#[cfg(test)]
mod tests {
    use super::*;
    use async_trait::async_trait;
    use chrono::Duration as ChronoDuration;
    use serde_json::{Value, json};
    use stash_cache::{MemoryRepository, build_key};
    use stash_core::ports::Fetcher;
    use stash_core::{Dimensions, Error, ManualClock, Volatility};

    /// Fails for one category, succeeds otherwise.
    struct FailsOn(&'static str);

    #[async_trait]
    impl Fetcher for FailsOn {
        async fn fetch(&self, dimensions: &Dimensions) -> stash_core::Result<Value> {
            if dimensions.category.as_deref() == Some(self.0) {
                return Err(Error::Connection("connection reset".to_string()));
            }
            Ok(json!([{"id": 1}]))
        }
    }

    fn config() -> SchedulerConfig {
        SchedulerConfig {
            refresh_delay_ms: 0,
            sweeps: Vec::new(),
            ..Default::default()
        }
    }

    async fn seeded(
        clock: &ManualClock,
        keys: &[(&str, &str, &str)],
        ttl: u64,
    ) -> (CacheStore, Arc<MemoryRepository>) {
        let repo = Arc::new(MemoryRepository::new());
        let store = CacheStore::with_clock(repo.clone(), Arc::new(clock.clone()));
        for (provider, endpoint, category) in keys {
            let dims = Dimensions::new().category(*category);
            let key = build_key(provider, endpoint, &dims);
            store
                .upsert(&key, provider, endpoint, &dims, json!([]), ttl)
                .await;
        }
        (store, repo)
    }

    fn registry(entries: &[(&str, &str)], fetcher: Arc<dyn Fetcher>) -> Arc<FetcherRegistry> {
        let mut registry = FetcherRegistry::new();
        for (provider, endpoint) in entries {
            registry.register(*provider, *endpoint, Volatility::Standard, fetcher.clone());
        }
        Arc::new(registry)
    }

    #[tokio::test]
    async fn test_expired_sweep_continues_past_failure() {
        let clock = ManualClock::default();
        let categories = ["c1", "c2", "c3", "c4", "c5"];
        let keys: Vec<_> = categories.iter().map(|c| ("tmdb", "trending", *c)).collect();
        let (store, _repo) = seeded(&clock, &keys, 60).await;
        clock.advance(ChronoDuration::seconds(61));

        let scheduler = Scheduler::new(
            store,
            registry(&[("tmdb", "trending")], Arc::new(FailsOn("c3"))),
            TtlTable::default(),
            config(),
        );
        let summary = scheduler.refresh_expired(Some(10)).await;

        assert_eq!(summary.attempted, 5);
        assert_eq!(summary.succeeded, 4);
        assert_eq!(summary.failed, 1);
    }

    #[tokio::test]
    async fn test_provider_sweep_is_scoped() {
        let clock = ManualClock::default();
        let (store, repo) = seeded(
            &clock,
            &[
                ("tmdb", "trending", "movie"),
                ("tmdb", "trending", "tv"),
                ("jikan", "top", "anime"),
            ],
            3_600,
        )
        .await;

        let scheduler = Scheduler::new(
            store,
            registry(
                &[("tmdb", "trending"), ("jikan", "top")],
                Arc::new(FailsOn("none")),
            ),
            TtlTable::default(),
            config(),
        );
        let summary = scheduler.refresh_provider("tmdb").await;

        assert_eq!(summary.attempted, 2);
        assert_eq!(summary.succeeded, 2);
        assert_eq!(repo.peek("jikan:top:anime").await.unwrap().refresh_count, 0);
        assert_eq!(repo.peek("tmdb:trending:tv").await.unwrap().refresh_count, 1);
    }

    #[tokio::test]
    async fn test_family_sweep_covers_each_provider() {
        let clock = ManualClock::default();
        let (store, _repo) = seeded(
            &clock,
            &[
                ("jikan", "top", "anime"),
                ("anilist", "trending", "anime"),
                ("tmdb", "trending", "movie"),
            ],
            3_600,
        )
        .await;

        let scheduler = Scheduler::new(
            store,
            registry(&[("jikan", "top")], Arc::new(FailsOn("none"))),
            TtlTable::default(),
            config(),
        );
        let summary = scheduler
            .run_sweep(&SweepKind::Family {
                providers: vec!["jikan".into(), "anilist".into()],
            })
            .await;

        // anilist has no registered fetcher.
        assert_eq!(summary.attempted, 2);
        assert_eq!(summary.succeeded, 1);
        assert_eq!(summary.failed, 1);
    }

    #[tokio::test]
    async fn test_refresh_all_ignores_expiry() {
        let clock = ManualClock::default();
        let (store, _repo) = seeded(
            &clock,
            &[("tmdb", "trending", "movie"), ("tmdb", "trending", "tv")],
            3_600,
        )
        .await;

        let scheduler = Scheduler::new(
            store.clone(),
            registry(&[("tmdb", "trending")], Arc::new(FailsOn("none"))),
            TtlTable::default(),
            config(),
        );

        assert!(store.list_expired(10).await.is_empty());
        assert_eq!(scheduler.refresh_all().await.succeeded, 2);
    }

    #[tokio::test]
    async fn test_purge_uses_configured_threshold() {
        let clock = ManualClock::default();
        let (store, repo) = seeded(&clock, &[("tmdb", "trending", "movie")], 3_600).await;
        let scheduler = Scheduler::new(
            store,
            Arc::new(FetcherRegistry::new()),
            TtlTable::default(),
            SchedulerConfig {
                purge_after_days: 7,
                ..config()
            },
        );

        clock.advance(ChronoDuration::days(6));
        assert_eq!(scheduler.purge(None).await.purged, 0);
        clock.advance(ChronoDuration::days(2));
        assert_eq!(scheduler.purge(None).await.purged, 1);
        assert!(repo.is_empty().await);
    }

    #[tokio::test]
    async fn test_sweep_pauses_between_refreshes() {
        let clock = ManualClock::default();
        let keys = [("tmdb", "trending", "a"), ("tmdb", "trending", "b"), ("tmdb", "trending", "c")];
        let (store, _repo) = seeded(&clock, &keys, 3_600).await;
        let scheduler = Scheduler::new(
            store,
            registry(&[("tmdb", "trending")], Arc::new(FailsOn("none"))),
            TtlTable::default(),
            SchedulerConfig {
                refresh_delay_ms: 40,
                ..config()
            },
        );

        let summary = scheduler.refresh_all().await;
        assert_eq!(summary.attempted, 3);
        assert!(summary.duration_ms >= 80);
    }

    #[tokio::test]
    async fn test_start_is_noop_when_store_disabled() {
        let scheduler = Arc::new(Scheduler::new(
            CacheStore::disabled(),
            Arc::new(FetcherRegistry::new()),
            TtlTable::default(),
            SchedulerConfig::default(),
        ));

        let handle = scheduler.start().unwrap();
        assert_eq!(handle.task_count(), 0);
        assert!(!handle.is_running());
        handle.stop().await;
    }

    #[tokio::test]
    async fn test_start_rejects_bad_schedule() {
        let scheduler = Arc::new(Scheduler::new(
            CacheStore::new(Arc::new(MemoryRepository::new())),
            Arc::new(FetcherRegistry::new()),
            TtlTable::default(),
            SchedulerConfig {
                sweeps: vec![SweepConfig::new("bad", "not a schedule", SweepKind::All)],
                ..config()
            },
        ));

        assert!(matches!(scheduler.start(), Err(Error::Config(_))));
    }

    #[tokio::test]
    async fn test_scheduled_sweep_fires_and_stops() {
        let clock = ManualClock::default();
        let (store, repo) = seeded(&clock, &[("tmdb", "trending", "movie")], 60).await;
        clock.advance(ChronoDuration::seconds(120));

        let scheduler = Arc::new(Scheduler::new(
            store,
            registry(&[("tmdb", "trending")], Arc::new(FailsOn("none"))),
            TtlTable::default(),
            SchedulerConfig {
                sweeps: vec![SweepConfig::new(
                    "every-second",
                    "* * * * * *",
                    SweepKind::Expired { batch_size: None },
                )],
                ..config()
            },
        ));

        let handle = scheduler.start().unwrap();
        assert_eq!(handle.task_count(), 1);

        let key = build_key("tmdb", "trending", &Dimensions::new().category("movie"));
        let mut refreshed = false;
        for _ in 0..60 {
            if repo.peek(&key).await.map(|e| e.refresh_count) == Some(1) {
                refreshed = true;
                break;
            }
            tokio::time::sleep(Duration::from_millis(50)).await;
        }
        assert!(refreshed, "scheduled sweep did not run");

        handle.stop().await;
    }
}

**WHAT IS BEING ASKED**
Your answer should be one number: how many lines in the material hold the word "CacheStore".

**COMPLETED EXERCISE**
4